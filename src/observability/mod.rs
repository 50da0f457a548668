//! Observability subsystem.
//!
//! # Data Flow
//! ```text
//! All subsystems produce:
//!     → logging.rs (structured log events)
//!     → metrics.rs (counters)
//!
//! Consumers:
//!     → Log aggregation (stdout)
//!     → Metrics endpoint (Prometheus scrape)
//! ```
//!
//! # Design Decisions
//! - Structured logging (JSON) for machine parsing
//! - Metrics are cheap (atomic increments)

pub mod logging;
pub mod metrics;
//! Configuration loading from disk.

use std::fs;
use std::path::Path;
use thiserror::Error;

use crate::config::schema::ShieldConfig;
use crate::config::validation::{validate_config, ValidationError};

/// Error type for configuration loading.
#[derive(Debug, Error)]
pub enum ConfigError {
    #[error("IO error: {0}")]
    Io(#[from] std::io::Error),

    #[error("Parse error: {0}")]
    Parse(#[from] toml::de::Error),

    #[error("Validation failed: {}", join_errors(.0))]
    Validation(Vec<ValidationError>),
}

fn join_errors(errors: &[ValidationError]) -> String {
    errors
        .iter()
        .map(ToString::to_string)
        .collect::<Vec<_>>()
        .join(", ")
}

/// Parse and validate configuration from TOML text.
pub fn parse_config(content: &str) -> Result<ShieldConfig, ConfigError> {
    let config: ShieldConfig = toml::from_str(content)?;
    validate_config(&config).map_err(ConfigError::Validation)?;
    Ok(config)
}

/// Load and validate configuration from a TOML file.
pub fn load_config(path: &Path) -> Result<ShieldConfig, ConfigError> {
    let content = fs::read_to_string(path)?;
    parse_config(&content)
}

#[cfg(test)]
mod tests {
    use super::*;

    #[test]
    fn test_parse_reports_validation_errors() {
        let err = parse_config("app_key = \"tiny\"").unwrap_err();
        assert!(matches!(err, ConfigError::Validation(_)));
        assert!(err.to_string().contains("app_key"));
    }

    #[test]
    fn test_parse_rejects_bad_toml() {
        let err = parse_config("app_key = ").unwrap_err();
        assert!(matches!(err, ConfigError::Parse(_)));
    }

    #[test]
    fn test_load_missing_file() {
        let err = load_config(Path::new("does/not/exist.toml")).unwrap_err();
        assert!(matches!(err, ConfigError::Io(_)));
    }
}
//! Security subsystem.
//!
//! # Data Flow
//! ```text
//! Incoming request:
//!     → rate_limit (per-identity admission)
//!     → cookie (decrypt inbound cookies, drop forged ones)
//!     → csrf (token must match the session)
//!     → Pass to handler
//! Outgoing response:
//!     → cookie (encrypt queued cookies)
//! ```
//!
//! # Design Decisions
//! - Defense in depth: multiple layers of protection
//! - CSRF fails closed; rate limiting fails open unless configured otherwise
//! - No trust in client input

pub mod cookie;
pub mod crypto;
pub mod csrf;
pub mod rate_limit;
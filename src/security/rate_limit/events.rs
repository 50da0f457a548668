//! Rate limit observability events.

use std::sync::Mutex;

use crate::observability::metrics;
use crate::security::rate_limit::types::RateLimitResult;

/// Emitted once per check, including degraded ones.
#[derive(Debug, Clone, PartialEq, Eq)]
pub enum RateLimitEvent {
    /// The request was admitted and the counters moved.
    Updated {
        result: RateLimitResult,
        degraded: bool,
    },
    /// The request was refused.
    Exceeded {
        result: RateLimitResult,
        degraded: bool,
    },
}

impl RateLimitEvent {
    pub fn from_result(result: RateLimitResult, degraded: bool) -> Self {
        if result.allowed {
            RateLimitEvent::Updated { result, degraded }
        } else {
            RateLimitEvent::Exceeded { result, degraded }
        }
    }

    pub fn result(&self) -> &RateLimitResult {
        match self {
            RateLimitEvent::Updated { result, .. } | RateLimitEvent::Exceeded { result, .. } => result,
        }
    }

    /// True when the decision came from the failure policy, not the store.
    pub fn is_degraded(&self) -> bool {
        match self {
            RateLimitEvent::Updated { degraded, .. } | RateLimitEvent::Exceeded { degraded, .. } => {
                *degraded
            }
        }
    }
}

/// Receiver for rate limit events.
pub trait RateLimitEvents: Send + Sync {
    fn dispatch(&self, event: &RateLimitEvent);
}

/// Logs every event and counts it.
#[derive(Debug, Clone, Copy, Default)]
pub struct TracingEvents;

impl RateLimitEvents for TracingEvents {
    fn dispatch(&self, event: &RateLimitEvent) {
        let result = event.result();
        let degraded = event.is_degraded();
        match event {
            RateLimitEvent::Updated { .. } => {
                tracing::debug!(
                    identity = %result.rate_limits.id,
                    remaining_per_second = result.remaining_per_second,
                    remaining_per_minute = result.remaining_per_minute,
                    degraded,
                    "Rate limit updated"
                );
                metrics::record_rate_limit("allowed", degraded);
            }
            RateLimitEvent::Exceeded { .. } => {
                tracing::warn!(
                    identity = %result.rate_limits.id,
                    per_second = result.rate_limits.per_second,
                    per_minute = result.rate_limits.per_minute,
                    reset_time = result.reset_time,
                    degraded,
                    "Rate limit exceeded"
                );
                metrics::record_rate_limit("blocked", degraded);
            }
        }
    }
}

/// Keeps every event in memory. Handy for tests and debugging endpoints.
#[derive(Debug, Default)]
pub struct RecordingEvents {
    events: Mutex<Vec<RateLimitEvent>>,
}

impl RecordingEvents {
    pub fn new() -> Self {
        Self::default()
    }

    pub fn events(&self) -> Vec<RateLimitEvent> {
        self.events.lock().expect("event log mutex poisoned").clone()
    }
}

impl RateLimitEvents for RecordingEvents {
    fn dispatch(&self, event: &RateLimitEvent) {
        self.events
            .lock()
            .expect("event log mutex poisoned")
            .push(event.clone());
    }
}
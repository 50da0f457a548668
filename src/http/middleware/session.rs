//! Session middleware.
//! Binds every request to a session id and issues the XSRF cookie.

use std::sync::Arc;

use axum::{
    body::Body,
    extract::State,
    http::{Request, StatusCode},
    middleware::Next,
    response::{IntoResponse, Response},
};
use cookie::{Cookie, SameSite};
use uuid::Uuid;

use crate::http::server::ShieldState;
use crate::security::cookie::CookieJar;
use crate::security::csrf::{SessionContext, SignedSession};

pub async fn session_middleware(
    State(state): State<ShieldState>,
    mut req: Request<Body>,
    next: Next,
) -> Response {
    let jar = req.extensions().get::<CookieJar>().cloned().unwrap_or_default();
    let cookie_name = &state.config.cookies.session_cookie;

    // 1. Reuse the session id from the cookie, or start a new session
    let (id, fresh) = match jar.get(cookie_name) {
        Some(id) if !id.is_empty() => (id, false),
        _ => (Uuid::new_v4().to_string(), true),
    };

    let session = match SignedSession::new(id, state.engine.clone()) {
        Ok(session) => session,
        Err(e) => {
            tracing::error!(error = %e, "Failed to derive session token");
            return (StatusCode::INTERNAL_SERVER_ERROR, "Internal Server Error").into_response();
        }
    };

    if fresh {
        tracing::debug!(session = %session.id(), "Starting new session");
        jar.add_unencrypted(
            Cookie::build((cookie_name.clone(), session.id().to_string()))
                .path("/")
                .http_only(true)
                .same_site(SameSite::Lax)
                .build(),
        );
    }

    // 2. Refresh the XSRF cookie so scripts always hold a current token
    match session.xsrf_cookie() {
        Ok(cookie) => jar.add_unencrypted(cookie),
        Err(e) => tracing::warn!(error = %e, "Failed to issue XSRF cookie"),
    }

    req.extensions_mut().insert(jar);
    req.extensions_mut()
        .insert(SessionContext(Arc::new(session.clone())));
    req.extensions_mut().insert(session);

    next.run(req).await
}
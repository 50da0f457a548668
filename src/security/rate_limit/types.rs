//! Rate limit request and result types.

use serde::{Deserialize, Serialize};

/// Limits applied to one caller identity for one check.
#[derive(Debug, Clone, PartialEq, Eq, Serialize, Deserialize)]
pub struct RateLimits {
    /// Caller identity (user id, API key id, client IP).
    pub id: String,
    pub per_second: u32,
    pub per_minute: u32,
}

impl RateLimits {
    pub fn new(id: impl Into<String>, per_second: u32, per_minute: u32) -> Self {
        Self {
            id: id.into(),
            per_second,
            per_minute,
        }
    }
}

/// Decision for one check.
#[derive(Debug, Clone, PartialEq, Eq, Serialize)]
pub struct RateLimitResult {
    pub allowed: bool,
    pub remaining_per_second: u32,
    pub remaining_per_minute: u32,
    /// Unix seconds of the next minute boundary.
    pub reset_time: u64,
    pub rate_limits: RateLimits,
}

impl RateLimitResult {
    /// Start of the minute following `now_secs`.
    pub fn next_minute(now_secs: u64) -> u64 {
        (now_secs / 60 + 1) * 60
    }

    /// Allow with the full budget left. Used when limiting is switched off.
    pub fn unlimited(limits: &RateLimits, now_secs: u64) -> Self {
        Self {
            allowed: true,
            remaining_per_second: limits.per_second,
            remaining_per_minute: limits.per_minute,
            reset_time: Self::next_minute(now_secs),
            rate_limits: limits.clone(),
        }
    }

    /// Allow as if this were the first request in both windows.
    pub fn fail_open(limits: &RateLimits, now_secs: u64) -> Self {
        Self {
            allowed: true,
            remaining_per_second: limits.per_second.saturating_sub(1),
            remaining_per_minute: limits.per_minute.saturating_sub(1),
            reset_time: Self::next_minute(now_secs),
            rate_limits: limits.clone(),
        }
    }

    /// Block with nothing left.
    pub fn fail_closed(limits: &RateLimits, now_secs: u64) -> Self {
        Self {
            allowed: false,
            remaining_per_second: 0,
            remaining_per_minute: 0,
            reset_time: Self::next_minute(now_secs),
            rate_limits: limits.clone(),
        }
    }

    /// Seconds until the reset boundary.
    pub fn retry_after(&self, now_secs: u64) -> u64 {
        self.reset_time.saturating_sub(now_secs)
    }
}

• • • •

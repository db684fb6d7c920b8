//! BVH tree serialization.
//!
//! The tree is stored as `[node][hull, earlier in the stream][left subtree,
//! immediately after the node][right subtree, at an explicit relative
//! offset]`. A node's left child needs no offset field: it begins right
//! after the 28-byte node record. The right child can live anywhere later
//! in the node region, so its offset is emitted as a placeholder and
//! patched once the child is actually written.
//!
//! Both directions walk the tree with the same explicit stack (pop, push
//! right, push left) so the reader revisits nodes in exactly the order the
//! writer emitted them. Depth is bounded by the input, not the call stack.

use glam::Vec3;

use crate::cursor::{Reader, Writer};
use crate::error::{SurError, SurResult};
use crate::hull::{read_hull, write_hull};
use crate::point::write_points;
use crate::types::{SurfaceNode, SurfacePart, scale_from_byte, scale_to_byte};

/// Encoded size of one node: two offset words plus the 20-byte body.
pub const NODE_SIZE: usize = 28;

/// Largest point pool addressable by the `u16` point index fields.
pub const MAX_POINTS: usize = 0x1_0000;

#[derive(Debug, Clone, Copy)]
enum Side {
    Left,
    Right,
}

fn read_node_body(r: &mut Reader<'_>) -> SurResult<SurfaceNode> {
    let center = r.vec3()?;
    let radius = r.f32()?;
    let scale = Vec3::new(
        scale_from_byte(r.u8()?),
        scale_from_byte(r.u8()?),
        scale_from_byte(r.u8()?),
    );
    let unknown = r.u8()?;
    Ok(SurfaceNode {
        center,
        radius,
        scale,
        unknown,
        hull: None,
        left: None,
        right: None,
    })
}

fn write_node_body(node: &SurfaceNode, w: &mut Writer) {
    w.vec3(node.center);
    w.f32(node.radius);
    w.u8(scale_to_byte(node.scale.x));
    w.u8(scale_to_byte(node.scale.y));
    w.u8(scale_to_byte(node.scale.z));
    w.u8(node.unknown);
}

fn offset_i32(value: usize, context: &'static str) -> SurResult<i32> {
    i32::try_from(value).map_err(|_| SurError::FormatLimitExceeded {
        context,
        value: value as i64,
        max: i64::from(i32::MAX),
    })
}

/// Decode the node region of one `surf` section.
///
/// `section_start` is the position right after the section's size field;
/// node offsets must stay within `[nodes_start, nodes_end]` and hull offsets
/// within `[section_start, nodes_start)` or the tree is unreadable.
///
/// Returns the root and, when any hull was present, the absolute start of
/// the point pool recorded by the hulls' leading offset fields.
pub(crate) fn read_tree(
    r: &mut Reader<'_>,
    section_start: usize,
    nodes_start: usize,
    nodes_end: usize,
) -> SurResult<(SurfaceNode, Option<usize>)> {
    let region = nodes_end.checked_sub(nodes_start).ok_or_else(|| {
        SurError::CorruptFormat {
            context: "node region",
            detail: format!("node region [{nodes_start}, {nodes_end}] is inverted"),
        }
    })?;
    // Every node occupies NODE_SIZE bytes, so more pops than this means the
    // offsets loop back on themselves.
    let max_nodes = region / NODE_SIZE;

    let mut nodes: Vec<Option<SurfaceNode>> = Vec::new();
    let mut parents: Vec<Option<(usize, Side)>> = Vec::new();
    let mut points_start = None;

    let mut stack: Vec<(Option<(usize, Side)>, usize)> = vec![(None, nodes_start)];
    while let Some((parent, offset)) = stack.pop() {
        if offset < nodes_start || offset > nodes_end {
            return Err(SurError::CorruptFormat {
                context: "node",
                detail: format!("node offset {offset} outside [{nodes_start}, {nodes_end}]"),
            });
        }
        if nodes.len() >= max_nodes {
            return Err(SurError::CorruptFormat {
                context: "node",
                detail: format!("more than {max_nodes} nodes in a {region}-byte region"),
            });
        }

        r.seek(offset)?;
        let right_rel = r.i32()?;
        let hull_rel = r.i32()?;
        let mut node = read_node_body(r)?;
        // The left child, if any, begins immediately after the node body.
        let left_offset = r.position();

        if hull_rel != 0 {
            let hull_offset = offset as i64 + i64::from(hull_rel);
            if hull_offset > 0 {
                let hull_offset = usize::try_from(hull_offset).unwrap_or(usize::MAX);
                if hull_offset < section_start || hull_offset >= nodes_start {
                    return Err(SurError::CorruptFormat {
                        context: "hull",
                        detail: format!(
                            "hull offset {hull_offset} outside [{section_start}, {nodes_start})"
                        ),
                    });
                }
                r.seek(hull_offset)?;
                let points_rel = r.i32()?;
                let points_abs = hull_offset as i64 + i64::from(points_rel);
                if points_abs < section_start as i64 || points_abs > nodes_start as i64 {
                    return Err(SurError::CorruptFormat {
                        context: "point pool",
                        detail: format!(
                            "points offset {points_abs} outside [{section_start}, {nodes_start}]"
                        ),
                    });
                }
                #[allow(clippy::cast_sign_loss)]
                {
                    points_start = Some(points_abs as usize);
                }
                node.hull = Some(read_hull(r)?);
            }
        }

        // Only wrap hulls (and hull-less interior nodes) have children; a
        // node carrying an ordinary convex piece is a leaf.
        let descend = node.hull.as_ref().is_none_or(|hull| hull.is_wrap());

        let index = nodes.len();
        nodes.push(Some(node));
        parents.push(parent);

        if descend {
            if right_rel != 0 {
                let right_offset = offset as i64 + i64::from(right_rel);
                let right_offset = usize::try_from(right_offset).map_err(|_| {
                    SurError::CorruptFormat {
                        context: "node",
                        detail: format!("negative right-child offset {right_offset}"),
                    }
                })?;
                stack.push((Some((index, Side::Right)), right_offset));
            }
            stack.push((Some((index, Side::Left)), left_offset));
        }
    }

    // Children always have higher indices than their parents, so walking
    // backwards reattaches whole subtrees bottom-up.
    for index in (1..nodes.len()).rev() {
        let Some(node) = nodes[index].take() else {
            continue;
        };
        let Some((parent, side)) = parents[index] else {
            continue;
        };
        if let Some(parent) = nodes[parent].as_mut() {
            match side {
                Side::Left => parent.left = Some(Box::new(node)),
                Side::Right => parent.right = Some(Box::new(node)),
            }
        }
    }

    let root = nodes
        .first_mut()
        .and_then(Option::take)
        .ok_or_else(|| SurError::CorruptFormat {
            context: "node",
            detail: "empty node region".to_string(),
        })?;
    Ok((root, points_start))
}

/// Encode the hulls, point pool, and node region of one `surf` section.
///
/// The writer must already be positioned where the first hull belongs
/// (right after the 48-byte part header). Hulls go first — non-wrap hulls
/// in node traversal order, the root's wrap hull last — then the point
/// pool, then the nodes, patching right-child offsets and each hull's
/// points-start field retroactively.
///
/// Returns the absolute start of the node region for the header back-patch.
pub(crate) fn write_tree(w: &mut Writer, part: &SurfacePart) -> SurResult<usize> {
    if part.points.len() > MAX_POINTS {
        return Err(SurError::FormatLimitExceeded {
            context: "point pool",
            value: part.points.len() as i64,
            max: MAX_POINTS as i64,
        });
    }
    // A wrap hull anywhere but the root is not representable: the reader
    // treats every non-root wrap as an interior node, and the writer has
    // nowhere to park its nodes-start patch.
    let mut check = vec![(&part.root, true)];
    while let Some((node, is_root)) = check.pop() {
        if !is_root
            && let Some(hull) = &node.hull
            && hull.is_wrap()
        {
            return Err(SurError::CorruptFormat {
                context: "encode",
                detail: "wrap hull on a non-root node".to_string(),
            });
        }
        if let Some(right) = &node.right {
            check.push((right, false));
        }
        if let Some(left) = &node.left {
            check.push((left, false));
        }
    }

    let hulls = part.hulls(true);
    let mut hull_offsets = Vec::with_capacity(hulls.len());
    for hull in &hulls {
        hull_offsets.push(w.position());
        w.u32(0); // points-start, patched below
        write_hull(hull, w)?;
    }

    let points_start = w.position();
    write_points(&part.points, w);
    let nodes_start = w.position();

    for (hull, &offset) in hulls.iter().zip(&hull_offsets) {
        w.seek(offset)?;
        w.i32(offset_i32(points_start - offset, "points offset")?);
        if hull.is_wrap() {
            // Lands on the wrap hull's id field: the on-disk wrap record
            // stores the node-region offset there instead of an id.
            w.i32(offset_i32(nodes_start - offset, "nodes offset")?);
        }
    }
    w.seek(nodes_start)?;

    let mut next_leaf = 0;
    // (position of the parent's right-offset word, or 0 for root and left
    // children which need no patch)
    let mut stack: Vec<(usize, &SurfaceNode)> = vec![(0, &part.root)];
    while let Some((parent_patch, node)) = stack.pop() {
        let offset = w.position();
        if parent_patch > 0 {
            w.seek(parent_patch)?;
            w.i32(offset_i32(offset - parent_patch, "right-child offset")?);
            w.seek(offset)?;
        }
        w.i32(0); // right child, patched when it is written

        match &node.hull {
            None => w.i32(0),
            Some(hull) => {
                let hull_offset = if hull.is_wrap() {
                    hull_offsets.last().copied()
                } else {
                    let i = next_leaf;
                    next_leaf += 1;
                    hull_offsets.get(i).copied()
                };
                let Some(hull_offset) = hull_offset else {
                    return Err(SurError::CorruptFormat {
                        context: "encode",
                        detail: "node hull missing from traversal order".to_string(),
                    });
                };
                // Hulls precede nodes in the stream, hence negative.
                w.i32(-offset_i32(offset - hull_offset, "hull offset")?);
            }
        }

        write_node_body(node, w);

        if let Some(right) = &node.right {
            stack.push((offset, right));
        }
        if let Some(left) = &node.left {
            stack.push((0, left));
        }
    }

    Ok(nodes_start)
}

• • • •

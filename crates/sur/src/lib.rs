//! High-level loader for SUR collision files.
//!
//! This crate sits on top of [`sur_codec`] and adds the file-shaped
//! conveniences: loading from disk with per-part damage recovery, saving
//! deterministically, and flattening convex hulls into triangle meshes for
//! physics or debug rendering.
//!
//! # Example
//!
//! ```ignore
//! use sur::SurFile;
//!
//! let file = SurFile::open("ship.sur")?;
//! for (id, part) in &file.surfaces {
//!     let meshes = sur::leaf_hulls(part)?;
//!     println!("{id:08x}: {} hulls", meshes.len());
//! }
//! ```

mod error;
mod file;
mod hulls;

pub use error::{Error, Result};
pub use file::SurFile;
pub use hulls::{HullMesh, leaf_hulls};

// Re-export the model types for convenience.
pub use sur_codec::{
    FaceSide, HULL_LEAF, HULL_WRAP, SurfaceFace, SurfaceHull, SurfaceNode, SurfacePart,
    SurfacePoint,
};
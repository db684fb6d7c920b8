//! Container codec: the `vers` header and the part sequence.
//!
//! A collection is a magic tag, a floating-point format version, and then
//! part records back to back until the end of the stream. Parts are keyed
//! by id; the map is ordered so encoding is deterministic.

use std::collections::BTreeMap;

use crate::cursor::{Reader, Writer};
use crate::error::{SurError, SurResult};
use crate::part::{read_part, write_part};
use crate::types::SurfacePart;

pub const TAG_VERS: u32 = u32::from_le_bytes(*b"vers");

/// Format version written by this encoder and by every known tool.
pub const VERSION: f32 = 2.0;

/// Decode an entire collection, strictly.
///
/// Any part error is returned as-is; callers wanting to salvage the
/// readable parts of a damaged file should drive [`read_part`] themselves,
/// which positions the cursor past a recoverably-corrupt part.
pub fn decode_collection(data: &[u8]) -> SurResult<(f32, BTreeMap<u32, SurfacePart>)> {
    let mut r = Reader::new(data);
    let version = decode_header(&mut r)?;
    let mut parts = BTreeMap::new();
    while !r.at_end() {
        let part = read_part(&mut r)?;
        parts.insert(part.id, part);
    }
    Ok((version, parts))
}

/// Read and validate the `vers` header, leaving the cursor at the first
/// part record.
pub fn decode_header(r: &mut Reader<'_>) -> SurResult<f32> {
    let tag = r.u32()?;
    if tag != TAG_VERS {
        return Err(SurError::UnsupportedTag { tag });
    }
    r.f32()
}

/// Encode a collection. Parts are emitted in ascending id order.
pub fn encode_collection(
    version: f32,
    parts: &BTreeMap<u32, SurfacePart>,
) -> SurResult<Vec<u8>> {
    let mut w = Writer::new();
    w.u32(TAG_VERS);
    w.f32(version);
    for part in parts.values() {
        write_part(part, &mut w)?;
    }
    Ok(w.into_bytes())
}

• • • •

[Task instructions] Go through the material above and report each line containing "pool".

[Written solution]
/// Largest point pool addressable by the `u16` point index fields.
/// the point pool recorded by the hulls' leading offset fields.
                        context: "point pool",
/// Encode the hulls, point pool, and node region of one `surf` section.
/// pool, then the nodes, patching right-child offsets and each hull's
            context: "point pool",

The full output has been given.